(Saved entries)

//! Polynomial regression of salary on year
//!
//! OLS on a power basis x^1..x^degree, solved through the normal equations.
//! Years are centered on their mean before expansion; raw calendar years
//! raised to higher powers would otherwise dwarf the linear terms and make
//! the system ill-conditioned.

use serde::{Deserialize, Serialize};

use crate::error::{AnalyticsError, Result};
use crate::metrics::r_squared;
use crate::regression::{check_observations, Regressor};

/// Polynomial least-squares regressor
///
/// The requested degree is capped at `n_points - 1` during fitting so the
/// normal equations stay solvable. With 2 training points a quadratic
/// therefore degenerates to an exact line with R² = 1 — a known limitation
/// of fitting flexible models to tiny series, not an error.
///
/// # Example
///
/// ```rust
/// use analytics::regression::{PolynomialRegression, Regressor};
///
/// let x = vec![0.0, 1.0, 2.0, 3.0];
/// let y: Vec<f64> = x.iter().map(|v| 2.0 + 3.0 * v + v * v).collect();
///
/// let mut model = PolynomialRegression::new(2).unwrap();
/// model.fit(&x, &y).unwrap();
/// assert!(model.r_squared() > 0.999);
/// ```
#[derive(Debug, Clone, Serialize, Deserialize)]
pub struct PolynomialRegression {
    /// Requested degree
    degree: usize,
    /// Coefficients in ascending power of (x - x_mean)
    coefficients: Vec<f64>,
    /// Centering offset applied to x before expansion
    x_mean: f64,
    /// R-squared on training data
    r_squared: f64,
    /// Whether model has been fitted
    fitted: bool,
}

impl PolynomialRegression {
    /// Create a new polynomial regression model
    ///
    /// # Arguments
    ///
    /// * `degree` - Highest power of the expanded basis, at least 1
    pub fn new(degree: usize) -> Result<Self> {
        if degree < 1 {
            return Err(AnalyticsError::InvalidParameter {
                name: "degree".to_string(),
                reason: "must be at least 1".to_string(),
            });
        }

        Ok(Self {
            degree,
            coefficients: Vec::new(),
            x_mean: 0.0,
            r_squared: 0.0,
            fitted: false,
        })
    }

    /// Requested degree
    pub fn degree(&self) -> usize {
        self.degree
    }

    /// Fitted coefficients, ascending power of the centered variable
    pub fn coefficients(&self) -> &[f64] {
        &self.coefficients
    }

    fn eval(&self, x: f64) -> f64 {
        let centered = x - self.x_mean;
        self.coefficients
            .iter()
            .enumerate()
            .map(|(power, &coeff)| coeff * centered.powi(power as i32))
            .sum()
    }
}

impl Regressor for PolynomialRegression {
    fn fit(&mut self, x: &[f64], y: &[f64]) -> Result<()> {
        check_observations(x, y)?;

        let n = x.len();
        // Cap so the normal equations stay square-solvable
        let degree = self.degree.min(n - 1);

        self.x_mean = x.iter().sum::<f64>() / n as f64;
        let centered: Vec<f64> = x.iter().map(|&v| v - self.x_mean).collect();

        if degree == 0 {
            self.coefficients = vec![y.iter().sum::<f64>() / n as f64];
        } else {
            // Normal equations A^T A beta = A^T y over the power basis
            let cols = degree + 1;
            let mut ata = vec![vec![0.0; cols]; cols];
            let mut aty = vec![0.0; cols];

            for (i, &xi) in centered.iter().enumerate() {
                let mut powers = Vec::with_capacity(cols);
                let mut p = 1.0;
                for _ in 0..cols {
                    powers.push(p);
                    p *= xi;
                }

                for r in 0..cols {
                    aty[r] += powers[r] * y[i];
                    for c in 0..cols {
                        ata[r][c] += powers[r] * powers[c];
                    }
                }
            }

            self.coefficients = solve(ata, aty)?;
        }

        let predicted: Vec<f64> = x.iter().map(|&v| self.eval(v)).collect();
        self.r_squared = r_squared(y, &predicted);
        self.fitted = true;
        Ok(())
    }

    fn predict(&self, xs: &[f64]) -> Result<Vec<f64>> {
        if !self.fitted {
            return Err(AnalyticsError::NotFitted);
        }
        Ok(xs.iter().map(|&x| self.eval(x)).collect())
    }

    fn r_squared(&self) -> f64 {
        self.r_squared
    }

    fn is_fitted(&self) -> bool {
        self.fitted
    }
}

/// Gaussian elimination with partial pivoting
fn solve(mut a: Vec<Vec<f64>>, mut b: Vec<f64>) -> Result<Vec<f64>> {
    let n = b.len();

    for col in 0..n {
        let pivot = (col..n)
            .max_by(|&r1, &r2| {
                a[r1][col]
                    .abs()
                    .partial_cmp(&a[r2][col].abs())
                    .unwrap_or(std::cmp::Ordering::Equal)
            })
            .unwrap_or(col);

        if a[pivot][col].abs() < 1e-12 {
            return Err(AnalyticsError::Numerical(
                "singular normal equations in polynomial fit".to_string(),
            ));
        }

        a.swap(col, pivot);
        b.swap(col, pivot);

        for row in (col + 1)..n {
            let factor = a[row][col] / a[col][col];
            for k in col..n {
                a[row][k] -= factor * a[col][k];
            }
            b[row] -= factor * b[col];
        }
    }

    let mut solution = vec![0.0; n];
    for row in (0..n).rev() {
        let mut sum = b[row];
        for col in (row + 1)..n {
            sum -= a[row][col] * solution[col];
        }
        solution[row] = sum / a[row][row];
    }

    Ok(solution)
}

#[cfg(test)]
mod tests {
    use super::*;

    #[test]
    fn test_exact_parabola_recovery() {
        let x: Vec<f64> = (0..8).map(|v| v as f64).collect();
        let y: Vec<f64> = x.iter().map(|v| 5.0 - 2.0 * v + 0.5 * v * v).collect();

        let mut model = PolynomialRegression::new(2).unwrap();
        model.fit(&x, &y).unwrap();

        assert!(model.r_squared() > 0.999_999);

        let forecast = model.predict(&[10.0]).unwrap();
        assert!((forecast[0] - (5.0 - 20.0 + 50.0)).abs() < 1e-6);
    }

    #[test]
    fn test_degree_one_matches_linear_trend() {
        let x = vec![2020.0, 2021.0, 2022.0];
        let y = vec![100_000.0, 110_000.0, 120_000.0];

        let mut model = PolynomialRegression::new(1).unwrap();
        model.fit(&x, &y).unwrap();

        let forecast = model.predict(&[2023.0]).unwrap();
        assert!((forecast[0] - 130_000.0).abs() < 1e-6);
    }

    #[test]
    fn test_two_points_degenerate_but_fit() {
        // Quadratic on 2 points caps to an exact line: the documented
        // near-perfect-but-meaningless case
        let mut model = PolynomialRegression::new(2).unwrap();
        model.fit(&[2020.0, 2021.0], &[100.0, 120.0]).unwrap();

        assert!((model.r_squared() - 1.0).abs() < 1e-9);
        let forecast = model.predict(&[2022.0]).unwrap();
        assert!((forecast[0] - 140.0).abs() < 1e-6);
    }

    #[test]
    fn test_large_calendar_years_stay_conditioned() {
        let x = vec![2018.0, 2019.0, 2020.0, 2021.0, 2022.0, 2023.0];
        let y = vec![80.0, 85.0, 93.0, 104.0, 118.0, 135.0];

        let mut model = PolynomialRegression::new(3).unwrap();
        model.fit(&x, &y).unwrap();

        assert!(model.r_squared() > 0.99);
        assert!(model.predict(&[2024.0]).unwrap()[0].is_finite());
    }

    #[test]
    fn test_zero_degree_rejected() {
        let err = PolynomialRegression::new(0).unwrap_err();
        assert!(matches!(err, AnalyticsError::InvalidParameter { .. }));
    }

    #[test]
    fn test_duplicate_x_is_singular() {
        let mut model = PolynomialRegression::new(2).unwrap();
        let result = model.fit(&[2020.0, 2020.0, 2020.0], &[1.0, 2.0, 3.0]);
        assert!(matches!(result, Err(AnalyticsError::Numerical(_))));
    }

    #[test]
    fn test_predict_before_fit_fails() {
        let model = PolynomialRegression::new(2).unwrap();
        assert_eq!(model.predict(&[1.0]).unwrap_err(), AnalyticsError::NotFitted);
    }
}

TASK DIRECTIONS:
In how many lines of the data does the string "forecast" occur? Answer with the number and nothing else.

SOLUTION TO THE EXERCISE:
6